Collected data:
····················

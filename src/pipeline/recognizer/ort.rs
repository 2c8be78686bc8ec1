use std::{
    path::Path,
    time::{Duration, Instant},
};

use anyhow::{Context, Result, anyhow};
use image::{ImageBuffer, Rgb, imageops};
use ndarray::Array4;
use ort::session::{Session, builder::GraphOptimizationLevel};
use ort::value::Tensor;
use rayon::prelude::*;

use super::HandDetector;
use crate::{
    hand::HAND_LANDMARK_COUNT,
    types::{Frame, Landmark},
};

pub const INPUT_SIZE: u32 = 224;

// A hand seen within this window keeps the crop; older tracks fall back to the frame centre.
const TRACK_MAX_AGE: Duration = Duration::from_millis(450);
const ROI_EXPANSION: f32 = 1.8;
const MIN_ROI_SIDE: f32 = 80.0;

/// Runs the MediaPipe handpose estimator on a square crop of the frame.
pub struct OrtHandDetector {
    handpose: Session,
    min_confidence: f32,
    tracker: HandTracker,
}

impl OrtHandDetector {
    pub fn new(model_path: &Path, min_confidence: f32) -> Result<Self> {
        let handpose = Session::builder()?
            .with_optimization_level(GraphOptimizationLevel::Level3)?
            .with_intra_threads(2)?
            .commit_from_file(model_path)
            .with_context(|| format!("failed to load ORT session from {}", model_path.display()))?;

        log::info!("handpose ORT backend ready using {}", model_path.display());

        Ok(Self {
            handpose,
            min_confidence,
            tracker: HandTracker::new(),
        })
    }
}

impl HandDetector for OrtHandDetector {
    fn detect(&mut self, frame: &Frame) -> Result<Option<Vec<Landmark>>> {
        if frame.width == 0 || frame.height == 0 || frame.rgb.is_empty() {
            return Err(anyhow!("frame has no pixel data"));
        }

        let roi = self
            .tracker
            .estimate_roi(frame)
            .unwrap_or_else(|| SquareRoi::centered(frame.width, frame.height));

        let input = prepare_input(frame, &roi)?;
        let tensor = Tensor::from_array(input)?;
        let outputs = self
            .handpose
            .run(ort::inputs![tensor])
            .context("failed to run ORT session")?;

        if outputs.len() < 2 {
            return Err(anyhow!("model returned {} outputs, expected at least 2", outputs.len()));
        }

        let coords = outputs[0].try_extract_array::<f32>()?;
        let flattened: Vec<f32> = coords.iter().copied().collect();
        let confidence = outputs[1]
            .try_extract_array::<f32>()
            .ok()
            .and_then(|arr| arr.iter().next().copied())
            .unwrap_or(0.0);

        if confidence < self.min_confidence {
            self.tracker.clear();
            return Ok(None);
        }

        let landmarks = decode_landmarks(&flattened, &roi, frame.width, frame.height)?;
        self.tracker.update(&landmarks, frame);
        Ok(Some(landmarks))
    }
}

#[derive(Clone, Copy, Debug, PartialEq)]
struct SquareRoi {
    x: u32,
    y: u32,
    side: u32,
}

impl SquareRoi {
    fn centered(width: u32, height: u32) -> Self {
        let side = width.min(height);
        Self {
            x: (width - side) / 2,
            y: (height - side) / 2,
            side,
        }
    }

    /// Square of `side` pixels around `center`, shifted and shrunk to stay inside the frame.
    fn around(center: (f32, f32), side: f32, width: u32, height: u32) -> Self {
        let side = (side.round() as u32).clamp(1, width.min(height));
        let half = side as f32 / 2.0;
        let max_x = (width - side) as f32;
        let max_y = (height - side) as f32;
        Self {
            x: (center.0 - half).clamp(0.0, max_x) as u32,
            y: (center.1 - half).clamp(0.0, max_y) as u32,
            side,
        }
    }
}

fn prepare_input(frame: &Frame, roi: &SquareRoi) -> Result<Array4<f32>> {
    let view = ImageBuffer::<Rgb<u8>, &[u8]>::from_raw(frame.width, frame.height, &frame.rgb[..])
        .ok_or_else(|| anyhow!("frame buffer does not match {}x{}", frame.width, frame.height))?;
    let crop = imageops::crop_imm(&view, roi.x, roi.y, roi.side, roi.side).to_image();
    let resized = imageops::resize(&crop, INPUT_SIZE, INPUT_SIZE, imageops::FilterType::Triangle);

    let side = INPUT_SIZE as usize;
    let mut input = Array4::<f32>::zeros((1, side, side, 3));
    let dst = input
        .as_slice_mut()
        .ok_or_else(|| anyhow!("input tensor is not contiguous"))?;
    dst.par_iter_mut()
        .zip(resized.as_raw().par_iter())
        .for_each(|(dst, &src)| *dst = f32::from(src) / 255.0);

    Ok(input)
}

/// Model coordinates are in input pixels; map them back through the crop and
/// normalize to the full frame.
fn decode_landmarks(flat: &[f32], roi: &SquareRoi, width: u32, height: u32) -> Result<Vec<Landmark>> {
    if flat.len() < HAND_LANDMARK_COUNT * 3 {
        return Err(anyhow!(
            "expected {} landmark values, got {}",
            HAND_LANDMARK_COUNT * 3,
            flat.len()
        ));
    }

    let scale = roi.side as f32 / INPUT_SIZE as f32;
    Ok(flat
        .chunks_exact(3)
        .take(HAND_LANDMARK_COUNT)
        .enumerate()
        .map(|(id, point)| {
            let px = roi.x as f32 + point[0] * scale;
            let py = roi.y as f32 + point[1] * scale;
            Landmark::new(id, px / width as f32, py / height as f32)
        })
        .collect())
}

struct TrackedHand {
    points: Vec<(f32, f32)>,
    last_seen: Instant,
}

struct HandTracker {
    last: Option<TrackedHand>,
}

impl HandTracker {
    fn new() -> Self {
        Self { last: None }
    }

    fn clear(&mut self) {
        self.last = None;
    }

    fn update(&mut self, landmarks: &[Landmark], frame: &Frame) {
        let (w, h) = (frame.width as f32, frame.height as f32);
        self.last = Some(TrackedHand {
            points: landmarks.iter().map(|lm| (lm.x * w, lm.y * h)).collect(),
            last_seen: frame.timestamp,
        });
    }

    fn estimate_roi(&self, frame: &Frame) -> Option<SquareRoi> {
        let tracked = self.last.as_ref()?;
        if frame.timestamp.duration_since(tracked.last_seen) > TRACK_MAX_AGE || tracked.points.len() < 3 {
            return None;
        }

        let (min_x, max_x, min_y, max_y) = tracked
            .points
            .iter()
            .fold((f32::MAX, f32::MIN, f32::MAX, f32::MIN), |acc, (x, y)| {
                (acc.0.min(*x), acc.1.max(*x), acc.2.min(*y), acc.3.max(*y))
            });

        if !min_x.is_finite() || !max_x.is_finite() || !min_y.is_finite() || !max_y.is_finite() {
            return None;
        }

        let span = (max_x - min_x).max(max_y - min_y);
        let side = (span * ROI_EXPANSION).max(MIN_ROI_SIDE);
        let center = ((min_x + max_x) * 0.5, (min_y + max_y) * 0.5);
        Some(SquareRoi::around(center, side, frame.width, frame.height))
    }
}

#[cfg(test)]
mod tests {
    use super::*;

    #[test]
    fn centered_roi_is_largest_square() {
        assert_eq!(SquareRoi::centered(640, 480), SquareRoi { x: 80, y: 0, side: 480 });
        assert_eq!(SquareRoi::centered(480, 640), SquareRoi { x: 0, y: 80, side: 480 });
    }

    #[test]
    fn roi_stays_inside_frame() {
        let roi = SquareRoi::around((620.0, 10.0), 200.0, 640, 480);
        assert_eq!(roi, SquareRoi { x: 440, y: 0, side: 200 });
        let huge = SquareRoi::around((320.0, 240.0), 5000.0, 640, 480);
        assert_eq!(huge.side, 480);
    }

    #[test]
    fn decodes_through_crop() {
        let roi = SquareRoi { x: 80, y: 0, side: 448 };
        let mut flat = vec![0.0f32; HAND_LANDMARK_COUNT * 3];
        flat[0] = 112.0;
        flat[1] = 224.0;
        let landmarks = decode_landmarks(&flat, &roi, 640, 480).unwrap();
        assert_eq!(landmarks.len(), HAND_LANDMARK_COUNT);
        assert!((landmarks[0].x - (80.0 + 224.0) / 640.0).abs() < 1e-6);
        assert!((landmarks[0].y - 448.0 / 480.0).abs() < 1e-6);
        assert!(decode_landmarks(&flat[..10], &roi, 640, 480).is_err());
    }

    #[test]
    fn stale_track_is_ignored() {
        let mut tracker = HandTracker::new();
        let mut frame = Frame::blank(640, 480);
        let landmarks: Vec<Landmark> = (0..HAND_LANDMARK_COUNT)
            .map(|id| Landmark::new(id, 0.5 + id as f32 * 0.005, 0.5))
            .collect();
        tracker.update(&landmarks, &frame);
        assert!(tracker.estimate_roi(&frame).is_some());

        frame.timestamp += TRACK_MAX_AGE + Duration::from_millis(1);
        assert!(tracker.estimate_roi(&frame).is_none());
    }
}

····················

### EXERCISE REQUIREMENTS:
Match on "coords" and report each line of the data above that has it.

### RESPONSE TO THIS EXERCISE:
        let coords = outputs[0].try_extract_array::<f32>()?;
        let flattened: Vec<f32> = coords.iter().copied().collect();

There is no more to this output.